Q: In what ways has the internet changed fandom?
A: Modern media fandom has always capitalized on shifts in communication technology, from the days of fan vids edited and shared via the VCR to the use of newsgroups, online forums, and chat rooms for social interaction and critical discussion. Contemporary fan communities and practices are very hard to imagine without the enabling structures of social media and ubiquitous smart devices for capturing and sharing images and audio. That said, what's interesting about materialist approaches is how they connect digital spaces to analog foundations, reminding us that for all their promises of virtual freedom, instantaneous connection, and infinite replication, even the newest of new media still rely on local, specific, solid objects to generate their content. Of course, emerging technologies such as personal fabrication are poised to blur these distinctions even further; only a few years down the road, we may be creating, modifying, and pirating the objects of fans and franchises alike though 3D printing!
Q: What else are you interested in or researching of late?

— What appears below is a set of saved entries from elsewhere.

//! End-to-end tests driving a bound server over HTTP.

use std::sync::Arc;
use std::time::Duration;

use serde_json::{json, Value};
use tokio::io::{AsyncReadExt, AsyncWriteExt};
use tokio::net::TcpListener;

use urlpulse::config::ServerConfig;
use urlpulse::db::Store;
use urlpulse::probe::Prober;
use urlpulse::web::Server;

/// Start the app on an ephemeral port, backed by a throwaway database.
async fn spawn_app() -> (String, tempfile::TempDir) {
    let dir = tempfile::tempdir().unwrap();
    let db_path = dir.path().join("test.db");

    let config = ServerConfig {
        http_port: 0,
        db_path: db_path.to_string_lossy().into_owned(),
        default_timeout_secs: 2,
    };
    let store = Arc::new(Store::new(&db_path).unwrap());
    let prober = Prober::new().unwrap();
    let server = Server::new(config, store, prober);
    let router = server.router();

    let listener = TcpListener::bind("127.0.0.1:0").await.unwrap();
    let addr = listener.local_addr().unwrap();
    tokio::spawn(async move {
        axum::serve(listener, router).await.unwrap();
    });

    (format!("http://{}", addr), dir)
}

/// Stub HTTP server answering every connection with the given status line.
async fn stub_server(status_line: &'static str) -> String {
    let listener = TcpListener::bind("127.0.0.1:0").await.unwrap();
    let addr = listener.local_addr().unwrap();
    tokio::spawn(async move {
        loop {
            let Ok((mut socket, _)) = listener.accept().await else {
                break;
            };
            tokio::spawn(async move {
                let mut buf = [0u8; 1024];
                let _ = socket.read(&mut buf).await;
                let response = format!(
                    "{}\r\nContent-Length: 0\r\nConnection: close\r\n\r\n",
                    status_line
                );
                let _ = socket.write_all(response.as_bytes()).await;
            });
        }
    });
    format!("http://{}/", addr)
}

fn no_redirect_client() -> reqwest::Client {
    reqwest::Client::builder()
        .redirect(reqwest::redirect::Policy::none())
        .build()
        .unwrap()
}

#[tokio::test]
async fn test_healthz() {
    let (base, _guard) = spawn_app().await;
    let body: Value = reqwest::get(format!("{}/healthz", base))
        .await
        .unwrap()
        .json()
        .await
        .unwrap();
    assert_eq!(body["status"], "ok");
}

#[tokio::test]
async fn test_folder_and_node_crud() {
    let (base, _guard) = spawn_app().await;
    let client = reqwest::Client::new();

    // Create folder
    let folder: Value = client
        .post(format!("{}/api/folders", base))
        .json(&json!({ "name": "Sites" }))
        .send()
        .await
        .unwrap()
        .json()
        .await
        .unwrap();
    let folder_id = folder["id"].as_i64().unwrap();
    assert_eq!(folder["name"], "Sites");

    // Empty name rejected
    let res = client
        .post(format!("{}/api/folders", base))
        .json(&json!({ "name": "   " }))
        .send()
        .await
        .unwrap();
    assert_eq!(res.status(), 400);

    // Rename
    let renamed: Value = client
        .put(format!("{}/api/folders/{}", base, folder_id))
        .json(&json!({ "name": "Production" }))
        .send()
        .await
        .unwrap()
        .json()
        .await
        .unwrap();
    assert_eq!(renamed["name"], "Production");

    // Rename of unknown folder
    let res = client
        .put(format!("{}/api/folders/9999", base))
        .json(&json!({ "name": "x" }))
        .send()
        .await
        .unwrap();
    assert_eq!(res.status(), 404);

    // Create node
    let node: Value = client
        .post(format!("{}/api/folders/{}/nodes", base, folder_id))
        .json(&json!({ "name": "Home", "url": "https://example.com", "comment": "main" }))
        .send()
        .await
        .unwrap()
        .json()
        .await
        .unwrap();
    let node_id = node["id"].as_i64().unwrap();
    assert_eq!(node["folder_id"].as_i64(), Some(folder_id));
    assert_eq!(node["active"], true);

    // Bad URL rejected
    let res = client
        .post(format!("{}/api/folders/{}/nodes", base, folder_id))
        .json(&json!({ "name": "Bad", "url": "ftp://example.com" }))
        .send()
        .await
        .unwrap();
    assert_eq!(res.status(), 400);

    // Update node
    let updated: Value = client
        .put(format!("{}/api/nodes/{}", base, node_id))
        .json(&json!({ "name": "Home v2", "url": "https://example.org", "active": false }))
        .send()
        .await
        .unwrap()
        .json()
        .await
        .unwrap();
    assert_eq!(updated["name"], "Home v2");
    assert_eq!(updated["active"], false);

    // Tree reflects everything
    let tree: Value = client
        .get(format!("{}/api/tree", base))
        .send()
        .await
        .unwrap()
        .json()
        .await
        .unwrap();
    assert_eq!(tree["folders"].as_array().unwrap().len(), 1);
    assert_eq!(tree["folders"][0]["nodes"][0]["name"], "Home v2");

    // Delete node, then folder
    let res = client
        .delete(format!("{}/api/nodes/{}", base, node_id))
        .send()
        .await
        .unwrap();
    assert_eq!(res.status(), 200);
    let res = client
        .delete(format!("{}/api/folders/{}", base, folder_id))
        .send()
        .await
        .unwrap();
    assert_eq!(res.status(), 200);
    let res = client
        .delete(format!("{}/api/folders/{}", base, folder_id))
        .send()
        .await
        .unwrap();
    assert_eq!(res.status(), 404);
}

#[tokio::test]
async fn test_single_node_probe() {
    let (base, _guard) = spawn_app().await;
    let client = reqwest::Client::new();
    let ok_url = stub_server("HTTP/1.1 200 OK").await;

    let folder: Value = client
        .post(format!("{}/api/folders", base))
        .json(&json!({ "name": "Sites" }))
        .send()
        .await
        .unwrap()
        .json()
        .await
        .unwrap();
    let folder_id = folder["id"].as_i64().unwrap();

    let node: Value = client
        .post(format!("{}/api/folders/{}/nodes", base, folder_id))
        .json(&json!({ "name": "Up", "url": ok_url }))
        .send()
        .await
        .unwrap()
        .json()
        .await
        .unwrap();

    let report: Value = client
        .post(format!("{}/api/nodes/{}/test", base, node["id"].as_i64().unwrap()))
        .send()
        .await
        .unwrap()
        .json()
        .await
        .unwrap();
    assert_eq!(report["tested"], true);
    assert_eq!(report["ok"], true);
    assert_eq!(report["status_code"], 200);
    assert!(report["elapsed_ms"].as_u64().is_some());

    // Inactive node is never probed
    let inactive: Value = client
        .post(format!("{}/api/folders/{}/nodes", base, folder_id))
        .json(&json!({ "name": "Off", "url": "https://example.com", "active": false }))
        .send()
        .await
        .unwrap()
        .json()
        .await
        .unwrap();
    let report: Value = client
        .post(format!(
            "{}/api/nodes/{}/test",
            base,
            inactive["id"].as_i64().unwrap()
        ))
        .send()
        .await
        .unwrap()
        .json()
        .await
        .unwrap();
    assert_eq!(report["tested"], false);
    assert_eq!(report["reason"], "Node inactive");
}

#[tokio::test]
async fn test_folder_probe_preserves_order() {
    let (base, _guard) = spawn_app().await;
    let client = reqwest::Client::new();
    let ok_url = stub_server("HTTP/1.1 200 OK").await;
    let err_url = stub_server("HTTP/1.1 503 Service Unavailable").await;

    let folder: Value = client
        .post(format!("{}/api/folders", base))
        .json(&json!({ "name": "Mixed" }))
        .send()
        .await
        .unwrap()
        .json()
        .await
        .unwrap();
    let folder_id = folder["id"].as_i64().unwrap();

    for (name, url, active) in [
        ("up", ok_url.as_str(), true),
        ("down", err_url.as_str(), true),
        ("off", "https://example.com", false),
    ] {
        client
            .post(format!("{}/api/folders/{}/nodes", base, folder_id))
            .json(&json!({ "name": name, "url": url, "active": active }))
            .send()
            .await
            .unwrap();
    }

    let report: Value = client
        .post(format!("{}/api/folders/{}/test", base, folder_id))
        .send()
        .await
        .unwrap()
        .json()
        .await
        .unwrap();

    assert_eq!(report["folder_id"].as_i64(), Some(folder_id));
    let results = report["results"].as_array().unwrap();
    assert_eq!(results.len(), 3);

    assert_eq!(results[0]["name"], "up");
    assert_eq!(results[0]["ok"], true);
    assert_eq!(results[0]["status_code"], 200);

    assert_eq!(results[1]["name"], "down");
    assert_eq!(results[1]["ok"], false);
    assert_eq!(results[1]["status_code"], 503);

    assert_eq!(results[2]["name"], "off");
    assert_eq!(results[2]["tested"], false);
    assert_eq!(results[2]["reason"], "Node inactive");
    assert!(results[2].get("elapsed_ms").is_none());
}

#[tokio::test]
async fn test_dashboard_form_flow() {
    let (base, _guard) = spawn_app().await;
    let client = no_redirect_client();

    // Add a folder through the form; it redirects to the folder view
    let res = client
        .post(format!("{}/folders/add", base))
        .form(&[("name", "My Sites")])
        .send()
        .await
        .unwrap();
    assert_eq!(res.status(), 303);
    let location = res.headers()["location"].to_str().unwrap().to_string();
    assert!(location.starts_with("/?folder_id="));

    // The dashboard shows it
    let html = client
        .get(format!("{}{}", base, location))
        .send()
        .await
        .unwrap()
        .text()
        .await
        .unwrap();
    assert!(html.contains("My Sites"));

    // Blank folder names are ignored
    let res = client
        .post(format!("{}/folders/add", base))
        .form(&[("name", "   ")])
        .send()
        .await
        .unwrap();
    assert_eq!(res.status(), 303);
    assert_eq!(res.headers()["location"], "/");

    // Add a node through the form
    let folder_id = location.trim_start_matches("/?folder_id=").to_string();
    let res = client
        .post(format!("{}/nodes/add", base))
        .form(&[
            ("folder_id", folder_id.as_str()),
            ("name", "Example"),
            ("url", "https://example.com"),
            ("active", "on"),
        ])
        .send()
        .await
        .unwrap();
    assert_eq!(res.status(), 303);

    let html = client
        .get(format!("{}{}", base, location))
        .send()
        .await
        .unwrap()
        .text()
        .await
        .unwrap();
    assert!(html.contains("Example"));
}

#[tokio::test]
async fn test_folder_test_html_renders_results() {
    let (base, _guard) = spawn_app().await;
    let client = reqwest::Client::new();
    let ok_url = stub_server("HTTP/1.1 200 OK").await;

    let folder: Value = client
        .post(format!("{}/api/folders", base))
        .json(&json!({ "name": "Sites" }))
        .send()
        .await
        .unwrap()
        .json()
        .await
        .unwrap();
    let folder_id = folder["id"].as_i64().unwrap();
    client
        .post(format!("{}/api/folders/{}/nodes", base, folder_id))
        .json(&json!({ "name": "Up", "url": ok_url }))
        .send()
        .await
        .unwrap();

    let html = client
        .post(format!("{}/folders/{}/test/html", base, folder_id))
        .form(&[("runs", "2")])
        .send()
        .await
        .unwrap()
        .text()
        .await
        .unwrap();

    assert!(html.contains("Test results"));
    assert!(html.contains("OK (200)"));
    assert!(html.contains("<svg"));
    assert!(html.contains("2 runs per URL"));
}

#[tokio::test]
async fn test_preferences_set_cookies() {
    let (base, _guard) = spawn_app().await;
    let client = no_redirect_client();

    let res = client
        .post(format!("{}/preferences", base))
        .form(&[("dark_mode", "on"), ("timeout_seconds", "500")])
        .send()
        .await
        .unwrap();
    assert_eq!(res.status(), 303);

    let cookies: Vec<String> = res
        .headers()
        .get_all("set-cookie")
        .iter()
        .map(|v| v.to_str().unwrap().to_string())
        .collect();
    assert!(cookies.iter().any(|c| c.starts_with("theme=dark")));
    // Out-of-range timeout is clamped to the maximum
    assert!(cookies.iter().any(|c| c.starts_with("timeout=120")));
}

A: For all my interest in the poetics of contemporary franchises — in transmedia storytelling, for example, which posits fictional worlds that we encounter through numerous, specialized entry points — approaching fandom through its material facets keeps opening up historical questions. These carry me back to the decades following the end of World War II, when the explosive growth of the Baby Boom generation dovetailed with a newly pervasive and spectacular mediascape of comic books, movies, and TV, as well as with the postwar repurposing of manufacturing infrastructure, especially injection-molded plastics. It all comes together in dense networks of interconnected visualization and fabrication practices whose stories I would love to explore in higher resolution: for example, the origins of the U.S. space race in speculative designs and artwork of spaceships, orbital habitats, and planets beyond Earth. This collective "dreaming" of a national future took place as much in objects as illustrations, with toys and model kits materializing rockets, missiles, and flying saucers in bedrooms and garages across America. It's just one example of the relationship between fantastic media and solid objects that feeds into our current scene, and something I'm eager to research further.